We are however turning left along the very busy road but thankfully it is not long before we are directed off to the right up a narrow tarmac road with plenty of shade. This then turns into a forest track through an area of woodland known as Foel Gôch. As the track meets a tarmac road again, there is a sign warning of tree disease. We are asked not to carry any mementos away from the forest and clean our boots before any future visits. I am old enough to vaguely remember the Dutch Elm disease of 1967, which spread through the countryside when I was a child. Since then more than 25 million elms have died in Britain and the only remaining mature elms can be found in the Brighton and Hove area where they are somewhat protected from the disease by being sandwiched between the English Channel and the South Downs.
A little later we come to the village of Pennal, our lunch stop but we have no lunch. The pub is very busy preparing for the onslaught of Sunday lunchers and there is no shop open in the village. We stop for a drink and I make a mental note to always carry a few emergency rations in the future.
Outside the village the coast path turns left off the main road and up the hill to a holiday resort. The accommodation consists of rows of neat cream coloured bungalows – I keep expecting to see a “Stepford Wife” gazing wistfully out of the windows .
Further up the road, outside reception, are signs to remind people they are on holiday………I dash into the bar to load up with peanuts, to be met with frosty stares and sullen service.
A sign on the path above the resort makes me wonder what they’re hiding in the undergrowth.
From here the path rises up through woodland – through a gap in the trees we catch sight of what I think is a railway bridge not far from Dovey Junction station. This is where the line splits, one bound for Aberystwyth and the other is the Cambrian Coast Line to Pwllheli. I am amazed by the fact that there is a direct line from Birmingham to Aberdovey, which accounts for the number of holiday makers coming from the Midlands to West Wales.
On we walk, through Penmaendyfi, a collection of wooden holiday chalets dotted around an original stone coach house, now for sale – one of the original buildings has seen better days.

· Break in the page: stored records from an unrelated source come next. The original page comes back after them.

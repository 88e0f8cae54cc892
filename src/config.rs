use anyhow::{Context, Result};
use std::env;
use url::Url;

/// Default game server endpoint for local development.
pub const DEFAULT_SERVER_URL: &str = "ws://127.0.0.1:3842/socket";

/// Default minimum withdrawal, in bits. The server enforces its own floor;
/// this one only drives client-side validation.
pub const DEFAULT_MIN_DIVEST_BITS: u64 = 100;

/// One bit expressed in the smallest currency unit carried on the wire.
pub const BITS_SCALE: u64 = 100;

#[derive(Clone, Debug)]
pub struct Config {
    pub server_url: String,
    /// Minimum withdrawal in smallest currency units (bits * 100).
    pub min_divest: u64,
}

impl Config {
    pub fn new(server_url: String, min_divest: u64) -> Self {
        Self {
            server_url,
            min_divest,
        }
    }

    /// Build a config from the environment, falling back to defaults.
    ///
    /// `BANKROLL_SERVER_URL` must be a valid ws:// or wss:// URL when set.
    /// `MIN_DIVEST_BITS` is given in bits and stored in base units.
    pub fn from_env() -> Result<Self> {
        let server_url = match env::var("BANKROLL_SERVER_URL") {
            Ok(raw) => {
                let url = Url::parse(raw.trim())
                    .with_context(|| format!("invalid BANKROLL_SERVER_URL: {}", raw))?;
                if url.scheme() != "ws" && url.scheme() != "wss" {
                    anyhow::bail!(
                        "BANKROLL_SERVER_URL must use ws:// or wss://, got {}",
                        url.scheme()
                    );
                }
                url.to_string()
            }
            Err(_) => DEFAULT_SERVER_URL.to_string(),
        };

        let min_divest = env::var("MIN_DIVEST_BITS")
            .ok()
            .and_then(|v| v.trim().parse::<u64>().ok())
            .unwrap_or(DEFAULT_MIN_DIVEST_BITS)
            * BITS_SCALE;

        Ok(Self {
            server_url,
            min_divest,
        })
    }
}

impl Default for Config {
    fn default() -> Self {
        Self::new(
            DEFAULT_SERVER_URL.to_string(),
            DEFAULT_MIN_DIVEST_BITS * BITS_SCALE,
        )
    }
}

And out, crossing the A493 onto a narrow road through woodlands and fields. The path is now a rough grassy track lined with ancient stone walls covered with moss.

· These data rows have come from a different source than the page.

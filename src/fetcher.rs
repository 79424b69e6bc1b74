// src/fetcher.rs
use std::collections::HashSet;

use tracing::{debug, info};

use crate::error::Result;
use crate::models::{sort_transfers_desc, Transfer, TransferKey};
use crate::rpc::{ChainRpc, Direction, SortOrder, TransferQuery};

/// Transfers for one address over one block range.
#[derive(Debug, Clone, Default, PartialEq)]
pub struct FetchedTransfers {
    /// Unique, ordered by `(block, txIndex, logIndex)` descending.
    pub transfers: Vec<Transfer>,
    /// Collection stopped at the cap while more data may have existed.
    pub truncated: bool,
}

/// Page through both directions until the index is exhausted or `max_total`
/// unique transfers are held. Self-transfers and shifting page boundaries can
/// return the same transfer twice; the uniqueness key drops repeats.
pub async fn fetch_transfers<R: ChainRpc + ?Sized>(
    rpc: &R,
    address: &str,
    from_block: u64,
    to_block: u64,
    max_count: u64,
    max_total: usize,
) -> Result<FetchedTransfers> {
    let max_total = max_total.max(1);
    let mut seen: HashSet<TransferKey> = HashSet::new();
    let mut collected: Vec<Transfer> = Vec::new();
    let mut truncated = false;

    'directions: for direction in Direction::BOTH {
        let mut query = TransferQuery::new(
            address,
            direction,
            format!("0x{:x}", from_block),
            format!("0x{:x}", to_block),
            max_count,
        );
        let mut pages = 0usize;

        loop {
            let page = rpc.asset_transfers(&query).await?;
            pages += 1;

            for item in page.transfers {
                if !seen.insert(item.key()) {
                    continue;
                }
                if collected.len() >= max_total {
                    // A new transfer past the cap was left unread.
                    truncated = true;
                    debug!(
                        "{} {:?}: cap {} reached after {} pages",
                        address, direction, max_total, pages
                    );
                    break 'directions;
                }
                collected.push(item);
            }

            match page.page_key {
                Some(key) if !key.is_empty() => {
                    if collected.len() >= max_total {
                        truncated = true;
                        debug!(
                            "{} {:?}: cap {} reached with more pages pending",
                            address, direction, max_total
                        );
                        break 'directions;
                    }
                    query.page_key = Some(key);
                }
                _ => break,
            }
        }
        debug!("{} {:?}: {} pages", address, direction, pages);
    }

    sort_transfers_desc(&mut collected);
    collected.truncate(max_total);

    info!(
        "Fetched {} transfers for {} (blocks {} → {}, truncated={})",
        collected.len(),
        address,
        from_block,
        to_block,
        truncated
    );

    Ok(FetchedTransfers {
        transfers: collected,
        truncated,
    })
}

/// Earliest transfer touching `address` across all history.
pub async fn fetch_first_transfer<R: ChainRpc + ?Sized>(rpc: &R, address: &str) -> Result<Option<Transfer>> {
    let mut earliest: Option<Transfer> = None;

    for direction in Direction::BOTH {
        let mut query = TransferQuery::new(address, direction, "0x0".to_string(), "latest".to_string(), 1);
        query.order = Some(SortOrder::Asc);
        let page = rpc.asset_transfers(&query).await?;
        let Some(candidate) = page.transfers.into_iter().next() else {
            continue;
        };
        earliest = match earliest {
            None => Some(candidate),
            Some(current) => match (candidate.block_num, current.block_num) {
                (Some(c), Some(e)) if c < e => Some(candidate),
                (Some(_), None) => Some(candidate),
                _ => Some(current),
            },
        };
    }

    Ok(earliest)
}

/// Transfer count over `from_block..=to_block` (`0` for all time), bounded by
/// `max_pages` per direction. Raw page sizes are summed without deduplication.
pub async fn count_transfers<R: ChainRpc + ?Sized>(
    rpc: &R,
    address: &str,
    from_block: u64,
    to_block: u64,
    max_count: u64,
    max_pages: usize,
) -> Result<(u64, bool)> {
    let mut total = 0u64;
    let mut truncated = false;

    for direction in Direction::BOTH {
        let mut query = TransferQuery::new(
            address,
            direction,
            format!("0x{:x}", from_block),
            format!("0x{:x}", to_block),
            max_count,
        );
        query.with_metadata = false;
        query.order = None;
        let mut pages = 0usize;

        loop {
            let page = rpc.asset_transfers(&query).await?;
            total += page.transfers.len() as u64;
            pages += 1;
            match page.page_key {
                Some(key) if !key.is_empty() => {
                    if pages >= max_pages.max(1) {
                        truncated = true;
                        break;
                    }
                    query.page_key = Some(key);
                }
                _ => break,
            }
        }
    }

    info!(
        "Counted {} transfers for {} (blocks {} → {}, truncated={})",
        total, address, from_block, to_block, truncated
    );
    Ok((total, truncated))
}

#[cfg(test)]
mod tests {
    use super::*;
    use crate::models::fixtures::transfer;
    use crate::rpc::mock::MockRpc;

    const ME: &str = "0x00000000000000000000000000000000000000aa";

    fn rpc_with(transfers: Vec<Transfer>) -> MockRpc {
        let mut rpc = MockRpc::with_blocks((0..100).map(|i| 1_000 + i * 12).collect());
        rpc.transfers = transfers;
        rpc
    }

    fn assert_unique_and_ordered(list: &[Transfer]) {
        let keys: HashSet<_> = list.iter().map(|t| t.key()).collect();
        assert_eq!(keys.len(), list.len(), "duplicate transfers");
        for w in list.windows(2) {
            assert!(w[0].order_key() >= w[1].order_key(), "ordering violated");
        }
    }

    #[tokio::test]
    async fn merges_both_directions_in_descending_order() {
        let rpc = rpc_with(vec![
            transfer(ME, "0xb", 10, 0, None),
            transfer("0xc", ME, 30, 1, None),
            transfer(ME, "0xd", 20, 4, None),
            transfer("0xe", ME, 20, 2, None),
            transfer("0xf", "0xg", 25, 0, None),
        ]);
        let got = fetch_transfers(&rpc, ME, 0, 99, 1000, 100).await.unwrap();
        assert!(!got.truncated);
        let blocks: Vec<_> = got.transfers.iter().map(|t| t.order_key()).collect();
        assert_eq!(blocks, vec![(30, 0, 1), (20, 0, 4), (20, 0, 2), (10, 0, 0)]);
        assert_unique_and_ordered(&got.transfers);
    }

    #[tokio::test]
    async fn self_transfers_are_deduplicated_across_directions() {
        let rpc = rpc_with(vec![
            transfer(ME, ME, 15, 0, None),
            transfer(ME, "0xb", 14, 0, None),
            transfer("0xb", ME, 13, 0, None),
        ]);
        let got = fetch_transfers(&rpc, ME, 0, 99, 1000, 100).await.unwrap();
        assert_eq!(got.transfers.len(), 3);
        assert_unique_and_ordered(&got.transfers);
    }

    #[tokio::test]
    async fn follows_page_keys_until_exhausted() {
        let list: Vec<_> = (0..7).map(|i| transfer(ME, "0xb", 10 + i, 0, None)).collect();
        let rpc = rpc_with(list);
        let got = fetch_transfers(&rpc, ME, 0, 99, 2, 100).await.unwrap();
        assert_eq!(got.transfers.len(), 7);
        assert!(!got.truncated);
        // 4 outgoing pages, 1 empty incoming page
        assert_eq!(rpc.transfer_calls.load(std::sync::atomic::Ordering::SeqCst), 5);
    }

    #[tokio::test]
    async fn cap_truncates_and_flags() {
        let list: Vec<_> = (0..7).map(|i| transfer(ME, "0xb", 10 + i, 0, None)).collect();
        let rpc = rpc_with(list);
        let got = fetch_transfers(&rpc, ME, 0, 99, 2, 3).await.unwrap();
        assert_eq!(got.transfers.len(), 3);
        assert!(got.truncated);
        assert_unique_and_ordered(&got.transfers);
    }

    #[tokio::test]
    async fn exact_fit_on_last_page_is_not_truncated() {
        let rpc = rpc_with(vec![
            transfer("0xb", ME, 12, 0, None),
            transfer("0xc", ME, 11, 0, None),
        ]);
        let got = fetch_transfers(&rpc, ME, 0, 99, 2, 2).await.unwrap();
        assert_eq!(got.transfers.len(), 2);
        assert!(!got.truncated);
    }

    #[tokio::test]
    async fn exact_cap_on_outgoing_with_empty_incoming_is_not_truncated() {
        let list: Vec<_> = (0..3).map(|i| transfer(ME, "0xb", 10 + i, 0, None)).collect();
        let rpc = rpc_with(list);
        let got = fetch_transfers(&rpc, ME, 0, 99, 1000, 3).await.unwrap();
        assert_eq!(got.transfers.len(), 3);
        assert!(!got.truncated);
    }

    #[tokio::test]
    async fn exact_cap_on_outgoing_with_pending_incoming_is_truncated() {
        let mut list: Vec<_> = (0..3).map(|i| transfer(ME, "0xb", 10 + i, 0, None)).collect();
        list.push(transfer("0xc", ME, 40, 0, None));
        let rpc = rpc_with(list);
        let got = fetch_transfers(&rpc, ME, 0, 99, 1000, 3).await.unwrap();
        assert_eq!(got.transfers.len(), 3);
        assert!(got.truncated);
    }

    #[tokio::test]
    async fn exact_cap_ignores_self_transfer_repeats() {
        let rpc = rpc_with(vec![transfer(ME, ME, 15, 0, None), transfer(ME, "0xb", 14, 0, None)]);
        let got = fetch_transfers(&rpc, ME, 0, 99, 1000, 2).await.unwrap();
        assert_eq!(got.transfers.len(), 2);
        assert!(!got.truncated);
    }

    #[tokio::test]
    async fn block_range_is_respected() {
        let rpc = rpc_with(vec![
            transfer(ME, "0xb", 5, 0, None),
            transfer(ME, "0xb", 50, 0, None),
            transfer(ME, "0xb", 95, 0, None),
        ]);
        let got = fetch_transfers(&rpc, ME, 10, 60, 1000, 100).await.unwrap();
        assert_eq!(got.transfers.len(), 1);
        assert_eq!(got.transfers[0].block_num, Some(50));
    }

    #[tokio::test]
    async fn first_transfer_picks_lowest_block_across_directions() {
        let rpc = rpc_with(vec![
            transfer(ME, "0xb", 40, 0, None),
            transfer("0xc", ME, 12, 0, None),
            transfer(ME, "0xd", 30, 0, None),
        ]);
        let first = fetch_first_transfer(&rpc, ME).await.unwrap().unwrap();
        assert_eq!(first.block_num, Some(12));
    }

    #[tokio::test]
    async fn first_transfer_is_none_without_history() {
        let rpc = rpc_with(vec![]);
        assert!(fetch_first_transfer(&rpc, ME).await.unwrap().is_none());
    }

    #[tokio::test]
    async fn count_stops_at_page_limit() {
        let list: Vec<_> = (0..9).map(|i| transfer(ME, "0xb", 10 + i, 0, None)).collect();
        let rpc = rpc_with(list);

        let (total, truncated) = count_transfers(&rpc, ME, 0, 99, 2, 100).await.unwrap();
        assert_eq!((total, truncated), (9, false));

        let (total, truncated) = count_transfers(&rpc, ME, 0, 99, 2, 2).await.unwrap();
        assert_eq!((total, truncated), (4, true));
    }

    #[tokio::test]
    async fn count_respects_the_window_start() {
        let rpc = rpc_with(vec![
            transfer(ME, "0xb", 5, 0, None),
            transfer("0xc", ME, 40, 0, None),
            transfer(ME, "0xd", 60, 0, None),
        ]);
        let (total, truncated) = count_transfers(&rpc, ME, 30, 99, 1000, 50).await.unwrap();
        assert_eq!((total, truncated), (2, false));
    }
}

It is very quiet so we are startled by the sound of an engine behind us. The noise is coming from a mud spattered quad bike – we scatter. Is this a joy rider or a farmhand? We are about to find out.
Round the corner we run into the quad bike again, which has stopped at the bottom of a very steep rough track. The rider is talking to the drivers of two land rovers who then with much crunching of gears and screeching of tyres, execute a 6 point turn and roar off back up the hill.
It appears that the quad bike is being used to scout the terrain for another group of off- road vehicles behind us. At the top of the hill are the two land rovers, one of which now has a puncture. The drivers are all male and accompanied by a 12 year old boy in sunglasses.
We exchange a few pleasantries, they appear to be a little self conscious of the noise and chaos they are creating, asking us how we are and if we have enough to drink – do we look that old and decrepit? Further along the path turns into a bog which is a bit difficult to negotiate and we wonder how the cars are going to manage to drive through the deep mud, we decide to sit to wait and see.
We do not have long to wait. With loud cheers and cries of encouragement, the first vehicle races through the water, promptly sinks and nearly tips over. We watch spell bound as the driver clambers out of the window with strict orders for the boy to remain in the car. I think if it was my son I would like him out of there as quickly a possible.
Undeterred and obviously having fun, the driver of the vehicle behind attaches a line and attempts to reverse back up the hill to pull the stranded vehicle out. The land rover does not move an inch. More laughter.
The next ploy is to turn the second vehicle and try in first gear up the hill. This pulls off the back bumper and the rescue vehicle also sinks, and not wanting to be left out of the dance slowly tips to the left. More laughter, although by now it is tinged with slight exasperation.
By now a few other vehicles have joined the party and an attempt is made to rescue the second vehicle, which works initially, but in the process is pulled over to the other side of the mud and sinks again (I do hope you are following). At this point the driver of one of the newcomers suggests a winch.
This does not work either so after 30 minutes of gripping drama we leave them to their fate.
After all that excitement it is wonderful to walk across the moorland in peace and quiet. To our left the estuary can now be seen clearly and to our right are beautiful views of fields and distant hills.
We branch off the minor road that leads down into Aberdovey where dinner with Damian’s sister and family awaits. This is a quiet morning shot from the house we are staying in.